Assigned task:
Your job is to report every line of the entries that has "Instant".

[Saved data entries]
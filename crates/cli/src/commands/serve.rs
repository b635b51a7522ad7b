//! HTTP API.
//!
//! | Method | Path | Description |
//! |--------|------|-------------|
//! | `GET`  | `/health`, `/api/health` | Readiness, document count, policy version |
//! | `GET`  | `/kb/list`, `/api/kb/list` | Indexed documents without content |
//! | `POST` | `/kb/reload`, `/api/kb/reload` | Re-read the knowledge base and rebuild the index |
//! | `POST` | `/api/ask` | Answer `{ "query": "..." }` |
//!
//! Errors are returned as `{ "error": "<message>" }`.

use super::engine_from_config;
use axum::{
    extract::{rejection::JsonRejection, Request, State},
    http::{HeaderValue, StatusCode},
    middleware::{self, Next},
    response::{IntoResponse, Response},
    routing::{get, post},
    Json, Router,
};
use clap::Args;
use healthdesk_core::{config::AppConfig, AppError, AppResult};
use healthdesk_triage::{QueryEngine, POLICY_VERSION};
use serde::{Deserialize, Serialize};
use std::sync::Arc;
use std::time::Instant;
use tower_http::cors::{Any, CorsLayer};
use tracing::Instrument;

/// Run the HTTP API
#[derive(Args, Debug)]
pub struct ServeCommand {
    /// Address to bind (default: 127.0.0.1:3000, or PORT)
    #[arg(short, long)]
    pub bind: Option<String>,
}

impl ServeCommand {
    pub async fn execute(&self, config: &AppConfig) -> AppResult<()> {
        let engine = Arc::new(engine_from_config(config));

        // A failed first load leaves the service up but not ready.
        match engine.initialize().await {
            Ok(count) => tracing::info!(
                document_count = count,
                retrieval_mode = %engine.retrieval_mode(),
                generator = engine.generator_name(),
                "Server initialized"
            ),
            Err(e) => tracing::error!("Initialization failed: {}", e),
        }

        let app = router(engine, cors_layer(config.server.cors_origin.as_deref())?);

        let listener = tokio::net::TcpListener::bind(&config.server.bind)
            .await
            .map_err(|e| {
                AppError::Config(format!("Failed to bind {}: {}", config.server.bind, e))
            })?;
        tracing::info!("Listening on http://{}", config.server.bind);
        println!("Healthdesk listening on http://{}", config.server.bind);

        axum::serve(listener, app)
            .with_graceful_shutdown(shutdown_signal())
            .await?;

        Ok(())
    }
}

async fn shutdown_signal() {
    if let Err(e) = tokio::signal::ctrl_c().await {
        tracing::warn!("Failed to listen for shutdown signal: {}", e);
        std::future::pending::<()>().await;
    }
    tracing::info!("Shutting down");
}

/// CORS restricted to `origin` when given, otherwise open to any origin.
fn cors_layer(origin: Option<&str>) -> AppResult<CorsLayer> {
    let cors = CorsLayer::new().allow_methods(Any).allow_headers(Any);
    match origin {
        Some(origin) => {
            let origin = HeaderValue::from_str(origin)
                .map_err(|e| AppError::Config(format!("Invalid CORS origin {}: {}", origin, e)))?;
            Ok(cors.allow_origin(origin))
        }
        None => Ok(cors.allow_origin(Any)),
    }
}

fn router(engine: Arc<QueryEngine>, cors: CorsLayer) -> Router {
    Router::new()
        .route("/health", get(handle_health))
        .route("/api/health", get(handle_health))
        .route("/kb/list", get(handle_list))
        .route("/api/kb/list", get(handle_list))
        .route("/kb/reload", post(handle_reload))
        .route("/api/kb/reload", post(handle_reload))
        .route("/api/ask", post(handle_ask))
        .layer(middleware::from_fn(request_span))
        .layer(cors)
        .with_state(engine)
}

/// Give every request an id and log its outcome. Health probes are not logged.
async fn request_span(request: Request, next: Next) -> Response {
    let request_id = uuid::Uuid::new_v4();
    let method = request.method().clone();
    let path = request.uri().path().to_string();
    let span = tracing::info_span!("request", id = %request_id, %method, %path);

    let start = Instant::now();
    let response = next.run(request).instrument(span.clone()).await;

    if !path.ends_with("/health") {
        span.in_scope(|| {
            tracing::info!(
                status = response.status().as_u16(),
                latency_ms = start.elapsed().as_millis() as u64,
                "Request completed"
            );
        });
    }
    response
}

// ============ Error response ============

#[derive(Debug, Serialize)]
struct ErrorBody {
    error: String,
}

struct ApiError {
    status: StatusCode,
    message: String,
}

impl IntoResponse for ApiError {
    fn into_response(self) -> Response {
        (
            self.status,
            Json(ErrorBody {
                error: self.message,
            }),
        )
            .into_response()
    }
}

impl From<AppError> for ApiError {
    fn from(err: AppError) -> Self {
        if err.is_validation() {
            ApiError {
                status: StatusCode::BAD_REQUEST,
                message: err.to_string(),
            }
        } else {
            tracing::error!("Unhandled error: {}", err);
            ApiError {
                status: StatusCode::INTERNAL_SERVER_ERROR,
                message: "internal_error".to_string(),
            }
        }
    }
}

// ============ GET /health ============

#[derive(Debug, Serialize)]
#[serde(rename_all = "camelCase")]
struct HealthResponse {
    status: &'static str,
    ready: bool,
    kb_count: usize,
    policy_version: &'static str,
    time: String,
}

async fn handle_health(State(engine): State<Arc<QueryEngine>>) -> Json<HealthResponse> {
    let readiness = engine.readiness();
    Json(HealthResponse {
        status: "ok",
        ready: readiness.ready,
        kb_count: readiness.document_count,
        policy_version: POLICY_VERSION,
        time: chrono::Utc::now().to_rfc3339_opts(chrono::SecondsFormat::Millis, true),
    })
}

// ============ GET /kb/list ============

async fn handle_list(State(engine): State<Arc<QueryEngine>>) -> Response {
    Json(engine.list_documents()).into_response()
}

// ============ POST /kb/reload ============

#[derive(Debug, Serialize)]
#[serde(rename_all = "camelCase")]
struct ReloadResponse {
    ok: bool,
    kb_count: usize,
}

async fn handle_reload(State(engine): State<Arc<QueryEngine>>) -> Result<Response, ApiError> {
    let count = engine.reload().await?;
    Ok(Json(ReloadResponse {
        ok: true,
        kb_count: count,
    })
    .into_response())
}

// ============ POST /api/ask ============

#[derive(Debug, Default, Deserialize)]
struct AskRequest {
    #[serde(default)]
    query: Option<serde_json::Value>,
}

impl AskRequest {
    /// The query as text; non-string JSON values are stringified.
    fn query_text(&self) -> String {
        match &self.query {
            None | Some(serde_json::Value::Null) => String::new(),
            Some(serde_json::Value::String(s)) => s.clone(),
            Some(other) => other.to_string(),
        }
    }
}

async fn handle_ask(
    State(engine): State<Arc<QueryEngine>>,
    body: Result<Json<AskRequest>, JsonRejection>,
) -> Result<Response, ApiError> {
    // A missing or unreadable body is treated as an empty query.
    let request = match body {
        Ok(Json(request)) => request,
        Err(rejection) => {
            tracing::debug!("Ask body rejected: {}", rejection);
            AskRequest::default()
        }
    };

    let envelope = engine.ask(&request.query_text()).await?;
    Ok(Json(envelope).into_response())
}

#[cfg(test)]
mod tests {
    use super::*;
    use axum::body::to_bytes;
    use healthdesk_knowledge::{Document, FixedProviderSource, InMemoryStore};
    use healthdesk_triage::{DisabledGenerator, EngineOptions};

    fn doc(id: &str, title: &str, content: &str) -> Document {
        Document {
            id: id.to_string(),
            title: title.to_string(),
            url: format!("https://example.jp/{}", id),
            source: "厚生労働省".to_string(),
            updated_at: "2024-01-01".to_string(),
            content: content.to_string(),
        }
    }

    async fn engine(documents: Vec<Document>) -> Arc<QueryEngine> {
        let engine = QueryEngine::new(
            Arc::new(InMemoryStore::new(documents)),
            Arc::new(FixedProviderSource::none()),
            Arc::new(DisabledGenerator),
            EngineOptions::default(),
        );
        engine.initialize().await.unwrap();
        Arc::new(engine)
    }

    async fn json_body(response: Response) -> serde_json::Value {
        let bytes = to_bytes(response.into_body(), usize::MAX).await.unwrap();
        serde_json::from_slice(&bytes).unwrap()
    }

    fn ask_body(query: serde_json::Value) -> Result<Json<AskRequest>, JsonRejection> {
        Ok(Json(AskRequest { query: Some(query) }))
    }

    #[tokio::test]
    async fn test_health() {
        let engine = engine(vec![doc("d1", "発熱", "39度")]).await;
        let Json(health) = handle_health(State(engine)).await;

        assert_eq!(health.status, "ok");
        assert!(health.ready);
        assert_eq!(health.kb_count, 1);
        assert_eq!(health.policy_version, "1.0");

        let json = serde_json::to_value(&health).unwrap();
        assert!(json.get("kbCount").is_some());
        assert!(json.get("policyVersion").is_some());
    }

    #[tokio::test]
    async fn test_ask_returns_envelope() {
        let engine = engine(vec![doc("d1", "発熱について", "39度の発熱が続く場合は…")]).await;
        let response = handle_ask(State(engine), ask_body("子供が39度の熱です".into()))
            .await
            .unwrap_or_else(|e| e.into_response());

        assert_eq!(response.status(), StatusCode::OK);
        let json = json_body(response).await;
        assert_eq!(json["risk_level"], "medium");
        assert_eq!(json["citations"][0]["title"], "発熱について");
    }

    #[tokio::test]
    async fn test_ask_validation_errors() {
        let engine = engine(Vec::new()).await;

        let response = handle_ask(State(engine.clone()), ask_body("   ".into()))
            .await
            .unwrap_or_else(|e| e.into_response());
        assert_eq!(response.status(), StatusCode::BAD_REQUEST);
        assert_eq!(json_body(response).await["error"], "query is required");

        let response = handle_ask(State(engine.clone()), ask_body("熱".repeat(1001).into()))
            .await
            .unwrap_or_else(|e| e.into_response());
        assert_eq!(response.status(), StatusCode::BAD_REQUEST);
        assert_eq!(json_body(response).await["error"], "query too long");

        let response = handle_ask(State(engine), Ok(Json(AskRequest::default())))
            .await
            .unwrap_or_else(|e| e.into_response());
        assert_eq!(response.status(), StatusCode::BAD_REQUEST);
    }

    #[tokio::test]
    async fn test_list_and_reload() {
        let engine = engine(vec![doc("d1", "発熱", "39度"), doc("d2", "かぜ", "安静")]).await;

        let list = json_body(handle_list(State(engine.clone())).await).await;
        assert_eq!(list.as_array().unwrap().len(), 2);
        assert_eq!(list[0]["id"], "d1");
        assert!(list[0].get("content").is_none());

        let response = handle_reload(State(engine))
            .await
            .unwrap_or_else(|e| e.into_response());
        let json = json_body(response).await;
        assert_eq!(json["ok"], true);
        assert_eq!(json["kbCount"], 2);
    }

    #[test]
    fn test_query_text() {
        assert_eq!(AskRequest::default().query_text(), "");
        let numeric = AskRequest {
            query: Some(serde_json::json!(42)),
        };
        assert_eq!(numeric.query_text(), "42");
    }

    #[test]
    fn test_internal_errors_are_opaque() {
        let error = ApiError::from(AppError::Knowledge("disk on fire".to_string()));
        assert_eq!(error.status, StatusCode::INTERNAL_SERVER_ERROR);
        assert_eq!(error.message, "internal_error");
    }

    #[test]
    fn test_cors_layer() {
        assert!(cors_layer(None).is_ok());
        assert!(cors_layer(Some("https://example.jp")).is_ok());
        assert!(cors_layer(Some("bad\norigin")).is_err());
    }
}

Response to this exercise:
use std::time::Instant;
    let start = Instant::now();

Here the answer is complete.